REQUIRED WORK:
Set down exactly, from the records below, the line with "let value: f64 = self.parsed(field)?;" through the line with "fn optional_price(&self, field: &str)", and nothing else.
• • • • •
//! Dashboard aggregates, `SuperAdmin` only.

use serde::{Deserialize, Serialize};

/// Ledger entry counts by type.
#[derive(Debug, Clone, Default, PartialEq, Eq, Serialize, Deserialize)]
pub struct TransactionCounts {
    /// All entries.
    pub total: i64,
    /// Sales.
    #[serde(default)]
    pub sales: Option<i64>,
    /// Expenses.
    #[serde(default)]
    pub expenses: Option<i64>,
    /// Withdrawals.
    #[serde(default)]
    pub withdrawals: Option<i64>,
}

/// Best seller line of the dashboard.
#[derive(Debug, Clone, PartialEq, Serialize, Deserialize)]
pub struct TopProduct {
    /// Product id.
    pub product_id: i64,
    /// Product name.
    pub product_name: String,
    /// Units sold.
    pub total_sold: i64,
    /// Revenue from those units.
    pub total_amount: f64,
}

/// Shop aggregates. Fields newer servers add are optional.
#[derive(Debug, Clone, PartialEq, Serialize, Deserialize)]
pub struct DashboardStats {
    /// Revenue from sales.
    pub total_sales: f64,
    /// Money spent.
    pub total_expenses: f64,
    /// Sales minus expenses.
    pub net_profit: f64,
    /// Products in the catalogue.
    pub total_products: i64,
    /// Products below the low-stock threshold.
    pub low_stock_products: i64,
    /// Ledger size.
    #[serde(default)]
    pub transactions: TransactionCounts,
    /// Money taken out by the owner.
    #[serde(default)]
    pub total_withdrawals: Option<f64>,
    /// Purchase cost of the units sold.
    #[serde(default)]
    pub cost_of_goods_sold: Option<f64>,
    /// Sales minus cost of goods sold.
    #[serde(default)]
    pub gross_margin: Option<f64>,
    /// Stock valued at purchase price.
    #[serde(default)]
    pub stock_value: Option<f64>,
    /// Best sellers, possibly none.
    #[serde(default, deserialize_with = "super::null_as_empty")]
    pub top_products: Vec<TopProduct>,
}
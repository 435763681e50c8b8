//! Core client logic - framework-agnostic session, API, navigation, notification and form
//! handling. Nothing here knows how the screen is drawn.

/// Uniform JSON request wrapper and typed API operations
pub mod api;
/// Form field state and request payload builders
pub mod forms;
/// Toasts and inline form messages
pub mod notify;
/// Section/tab navigation state and load generation guard
pub mod router;
/// Durable session persistence
pub mod session;
/// HTTP transport trait and the `reqwest` implementation
pub mod transport;

pub use api::{ApiClient, ApiResponse, FailureKind};
pub use forms::FormFields;
pub use notify::{Kind, Notifier};
pub use router::{Loader, PublicView, Section, Tab, ViewState};
pub use session::{FileStorage, MemoryStorage, Session, SessionStore, Storage};
pub use transport::{HttpRequest, HttpResponse, Method, ReqwestTransport, Transport, TransportError};
//! `shop-console` - a terminal client for the multi-tenant shop API
//!
//! The crate holds the whole client: a durable session store, a uniform API client, an
//! explicit view router, data loaders and form controllers that project into a screen model,
//! and a text renderer for that model. The binary drives it one command per invocation.

// Deny the most critical lints that could lead to bugs or security issues
#![deny(
    // Security and correctness
    unsafe_code,
    unsafe_op_in_unsafe_fn,

    // Code quality - things that are almost always bugs
    unreachable_code,
    unreachable_patterns,
    unused_must_use,

    // Documentation - broken links are bugs
    rustdoc::broken_intra_doc_links,
    rustdoc::private_intra_doc_links,
)]
// Warn on things that should be fixed but aren't necessarily bugs
#![warn(
    // Documentation - missing docs should be added gradually
    missing_docs,

    // Clippy categories for overall code quality
    clippy::all,
    clippy::pedantic,
    clippy::nursery,

    // Performance
    clippy::inefficient_to_string,
    clippy::large_types_passed_by_value,
    clippy::needless_pass_by_value,
    clippy::unnecessary_wraps,

    // Correctness
    clippy::clone_on_ref_ptr,
    clippy::dbg_macro,
    clippy::exit,
    clippy::expect_used,
    clippy::float_cmp,
    clippy::panic,
    clippy::todo,
    clippy::unimplemented,
    clippy::unwrap_used,

    // Complexity and readability
    clippy::cognitive_complexity,
    clippy::large_enum_variant,
    clippy::match_same_arms,
    clippy::too_many_lines,

    // Style consistency
    clippy::enum_glob_use,
    clippy::inconsistent_struct_constructor,
    clippy::must_use_candidate,
    clippy::redundant_closure_for_method_calls,
    clippy::semicolon_if_nothing_returned,
    clippy::wildcard_imports,

    // Future compatibility
    future_incompatible,
    rust_2018_idioms,
)]
// Allow some pedantic lints that are too noisy or not applicable
#![allow(
    clippy::module_name_repetitions,  // Common pattern in Rust
    clippy::missing_errors_doc,        // Will add gradually
    clippy::missing_panics_doc,        // Will add gradually
)]
// Test code may unwrap and panic freely
#![cfg_attr(test, allow(clippy::unwrap_used, clippy::panic, clippy::float_cmp))]

/// Application shell - state, loaders and form controllers
pub mod app;
/// Command-line interface
pub mod cli;
/// Settings loading from TOML and the environment
pub mod config;
/// Core client logic - session, API, navigation, notifications and forms
pub mod core;
/// Serde types for the shop API's records and payloads
pub mod entities;
/// Unified error types and result handling
pub mod errors;
/// Screen model, fragment builders and text rendering
pub mod ui;

#[cfg(test)]
pub mod test_utils;
//! Entity module - transport-level representations owned by the shop API.
//! The client only ever holds transient copies of these.

pub mod dashboard;
pub mod product;
pub mod requests;
pub mod shop;
pub mod transaction;
pub mod user;

use serde::{Deserialize, Deserializer};

pub use dashboard::{DashboardStats, TopProduct, TransactionCounts};
pub use product::{LOW_STOCK_THRESHOLD, Product};
pub use requests::{
    AuthResponse, DashboardEnvelope, LoginRequest, NewProduct, NewTransaction, NewUser,
    ProductEnvelope, ProductList, ProductUpdate, ProfileEnvelope, RegisterRequest, ShopEnvelope,
    ShopList, ShopUpdate, TransactionList, UserList, UserUpdate,
};
pub use shop::{Shop, ShopSettings};
pub use transaction::{ProductRef, Transaction, TransactionType};
pub use user::{Role, User};

/// Deserializes a list that the server may send as `null`.
pub(crate) fn null_as_empty<'de, D, T>(deserializer: D) -> Result<Vec<T>, D::Error>
where
    D: Deserializer<'de>,
    T: Deserialize<'de>,
{
    Ok(Option::<Vec<T>>::deserialize(deserializer)?.unwrap_or_default())
}
//! Form state and payload shaping.
//!
//! A form is a map from field id to the raw string the user typed. The builders here turn
//! those strings into typed request payloads, applying the numeric coercions (prices and
//! amounts to `f64`, stock, quantities and ids to `i64`). Coercion failures are reported as
//! [`Error::InvalidField`] instead of sending a malformed value to the server.

use crate::{
    entities::{
        LoginRequest, NewProduct, NewTransaction, NewUser, ProductUpdate, RegisterRequest, Role,
        ShopUpdate, TransactionType, UserUpdate,
    },
    errors::{Error, Result},
};
use std::{collections::BTreeMap, str::FromStr};

/// Field ids of every form, shared by the controllers and the command line.
pub mod field {
    /// Login email.
    pub const LOGIN_EMAIL: &str = "login-email";
    /// Login password.
    pub const LOGIN_PASSWORD: &str = "login-password";

    /// Owner name.
    pub const REG_NAME: &str = "reg-name";
    /// Owner email.
    pub const REG_EMAIL: &str = "reg-email";
    /// Owner password.
    pub const REG_PASSWORD: &str = "reg-password";
    /// Role of the new account.
    pub const REG_ROLE: &str = "reg-role";
    /// Name of the shop to create.
    pub const REG_SHOP: &str = "reg-shop";
    /// Order number of the new shop.
    pub const REG_WHATSAPP: &str = "reg-whatsapp";

    /// Product name.
    pub const PROD_NAME: &str = "prod-name";
    /// Product description.
    pub const PROD_DESC: &str = "prod-desc";
    /// Product category.
    pub const PROD_CATEGORY: &str = "prod-category";
    /// Cost price, a number.
    pub const PROD_PURCHASE: &str = "prod-purchase";
    /// Selling price, a number.
    pub const PROD_SELLING: &str = "prod-selling";
    /// Units on hand, a whole number.
    pub const PROD_STOCK: &str = "prod-stock";
    /// Picture URL.
    pub const PROD_IMAGE: &str = "prod-image";

    /// `Sale`, `Expense` or `Withdrawal`.
    pub const TRANS_TYPE: &str = "trans-type";
    /// Total amount, a number.
    pub const TRANS_AMOUNT: &str = "trans-amount";
    /// Product id, sales only.
    pub const TRANS_PRODUCT: &str = "trans-product";
    /// Units sold, sales only.
    pub const TRANS_QUANTITY: &str = "trans-quantity";

    /// Staff name.
    pub const USER_NAME: &str = "user-name";
    /// Staff email.
    pub const USER_EMAIL: &str = "user-email";
    /// Staff password.
    pub const USER_PASSWORD: &str = "user-password";
    /// Staff role.
    pub const USER_ROLE: &str = "user-role";

    /// Shop name.
    pub const SHOP_NAME: &str = "shop-name";
    /// Shop order number.
    pub const SHOP_WHATSAPP: &str = "shop-whatsapp";
    /// `true` or `false`.
    pub const SHOP_ACTIVE: &str = "shop-active";
}

/// Raw values of one form's inputs.
#[derive(Debug, Clone, Default, PartialEq, Eq)]
pub struct FormFields {
    values: BTreeMap<String, String>,
}

impl FormFields {
    /// Empty form.
    #[must_use]
    pub fn new() -> Self {
        Self::default()
    }

    /// Builder-style setter.
    #[must_use]
    pub fn with(mut self, field: &str, value: impl Into<String>) -> Self {
        self.set(field, value);
        self
    }

    /// Sets one field, replacing what was typed before.
    pub fn set(&mut self, field: &str, value: impl Into<String>) {
        self.values.insert(field.to_string(), value.into());
    }

    /// Current value, empty when the field was never filled.
    #[must_use]
    pub fn value(&self, field: &str) -> &str {
        self.values.get(field).map_or("", String::as_str)
    }

    /// Trimmed value, `None` when blank.
    #[must_use]
    pub fn optional(&self, field: &str) -> Option<String> {
        let value = self.value(field).trim();
        (!value.is_empty()).then(|| value.to_string())
    }

    /// Empties every field.
    pub fn reset(&mut self) {
        self.values.clear();
    }

    /// True when every field is blank.
    #[must_use]
    pub fn is_empty(&self) -> bool {
        self.values.values().all(|v| v.is_empty())
    }

    fn required(&self, field: &str) -> Result<String> {
        self.optional(field).ok_or_else(|| Error::MissingField {
            field: field.to_string(),
        })
    }

    fn parsed<T: FromStr>(&self, field: &str) -> Result<T> {
        let raw = self.required(field)?;
        raw.parse().map_err(|_| Error::InvalidField {
            field: field.to_string(),
            value: raw,
        })
    }

    fn parsed_optional<T: FromStr>(&self, field: &str) -> Result<Option<T>> {
        self.optional(field)
            .map(|raw| {
                raw.parse().map_err(|_| Error::InvalidField {
                    field: field.to_string(),
                    value: raw,
                })
            })
            .transpose()
    }

    /// Parses a currency field; non-finite values are rejected.
    fn price(&self, field: &str) -> Result<f64> {
        let value: f64 = self.parsed(field)?;
        if value.is_finite() {
            Ok(value)
        } else {
            Err(Error::InvalidField {
                field: field.to_string(),
                value: self.value(field).to_string(),
            })
        }
    }

    fn optional_price(&self, field: &str) -> Result<Option<f64>> {
        match self.parsed_optional::<f64>(field)? {
            Some(value) if !value.is_finite() => Err(Error::InvalidField {
                field: field.to_string(),
                value: self.value(field).to_string(),
            }),
            other => Ok(other),
        }
    }
}

/// Login credentials. Values are sent as typed; the server validates them.
#[must_use]
pub fn login_request(fields: &FormFields) -> LoginRequest {
    LoginRequest {
        email: fields.value(field::LOGIN_EMAIL).trim().to_string(),
        password: fields.value(field::LOGIN_PASSWORD).to_string(),
    }
}

/// # Errors
/// Returns an error if the role is missing or unknown.
pub fn register_request(fields: &FormFields) -> Result<RegisterRequest> {
    Ok(RegisterRequest {
        name: fields.value(field::REG_NAME).trim().to_string(),
        email: fields.value(field::REG_EMAIL).trim().to_string(),
        password: fields.value(field::REG_PASSWORD).to_string(),
        role: parse_role(fields, field::REG_ROLE)?,
        shop_name: fields.value(field::REG_SHOP).trim().to_string(),
        whatsapp_number: fields.value(field::REG_WHATSAPP).trim().to_string(),
    })
}

/// # Errors
/// Returns an error if a price or the stock is missing or not a number.
pub fn new_product(fields: &FormFields) -> Result<NewProduct> {
    Ok(NewProduct {
        name: fields.value(field::PROD_NAME).trim().to_string(),
        description: fields.value(field::PROD_DESC).trim().to_string(),
        category: fields.value(field::PROD_CATEGORY).trim().to_string(),
        purchase_price: fields.price(field::PROD_PURCHASE)?,
        selling_price: fields.price(field::PROD_SELLING)?,
        stock: fields.parsed(field::PROD_STOCK)?,
        image_url: fields.value(field::PROD_IMAGE).trim().to_string(),
    })
}

/// Partial update from the same fields as [`new_product`]; blank fields are left out.
///
/// # Errors
/// Returns an error if a filled numeric field is not a number.
pub fn product_update(fields: &FormFields) -> Result<ProductUpdate> {
    Ok(ProductUpdate {
        name: fields.optional(field::PROD_NAME),
        description: fields.optional(field::PROD_DESC),
        category: fields.optional(field::PROD_CATEGORY),
        purchase_price: fields.optional_price(field::PROD_PURCHASE)?,
        selling_price: fields.optional_price(field::PROD_SELLING)?,
        stock: fields.parsed_optional(field::PROD_STOCK)?,
        image_url: fields.optional(field::PROD_IMAGE),
    })
}

/// Builds a transaction. Product and quantity are read only for a sale and are left out
/// entirely for every other type.
///
/// # Errors
/// Returns an error if the type or amount is invalid, or a sale lacks product or quantity.
pub fn new_transaction(fields: &FormFields) -> Result<NewTransaction> {
    let kind: TransactionType = fields.parsed(field::TRANS_TYPE)?;
    let amount = fields.price(field::TRANS_AMOUNT)?;

    let (product_id, quantity) = if kind.requires_product() {
        (
            Some(fields.parsed(field::TRANS_PRODUCT)?),
            Some(fields.parsed(field::TRANS_QUANTITY)?),
        )
    } else {
        (None, None)
    };

    Ok(NewTransaction {
        kind,
        amount,
        product_id,
        quantity,
    })
}

/// # Errors
/// Returns an error if the role is missing or unknown.
pub fn new_user(fields: &FormFields) -> Result<NewUser> {
    Ok(NewUser {
        name: fields.value(field::USER_NAME).trim().to_string(),
        email: fields.value(field::USER_EMAIL).trim().to_string(),
        password: fields.value(field::USER_PASSWORD).to_string(),
        role: parse_role(fields, field::USER_ROLE)?,
    })
}

/// # Errors
/// Returns an error if a filled role is unknown.
pub fn user_update(fields: &FormFields) -> Result<UserUpdate> {
    Ok(UserUpdate {
        name: fields.optional(field::USER_NAME),
        email: fields.optional(field::USER_EMAIL),
        password: fields.optional(field::USER_PASSWORD),
        role: fields.parsed_optional(field::USER_ROLE)?,
    })
}

/// # Errors
/// Returns an error if the active flag is not `true` or `false`.
pub fn shop_update(fields: &FormFields) -> Result<ShopUpdate> {
    Ok(ShopUpdate {
        name: fields.optional(field::SHOP_NAME),
        whatsapp_number: fields.optional(field::SHOP_WHATSAPP),
        active: fields.parsed_optional(field::SHOP_ACTIVE)?,
    })
}

fn parse_role(fields: &FormFields, id: &str) -> Result<Role> {
    fields.parsed(id)
}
• • • • •
RESPONSE BELOW:
        let value: f64 = self.parsed(field)?;
        if value.is_finite() {
            Ok(value)
        } else {
            Err(Error::InvalidField {
                field: field.to_string(),
                value: self.value(field).to_string(),
            })
        }
    }

    fn optional_price(&self, field: &str) -> Result<Option<f64>> {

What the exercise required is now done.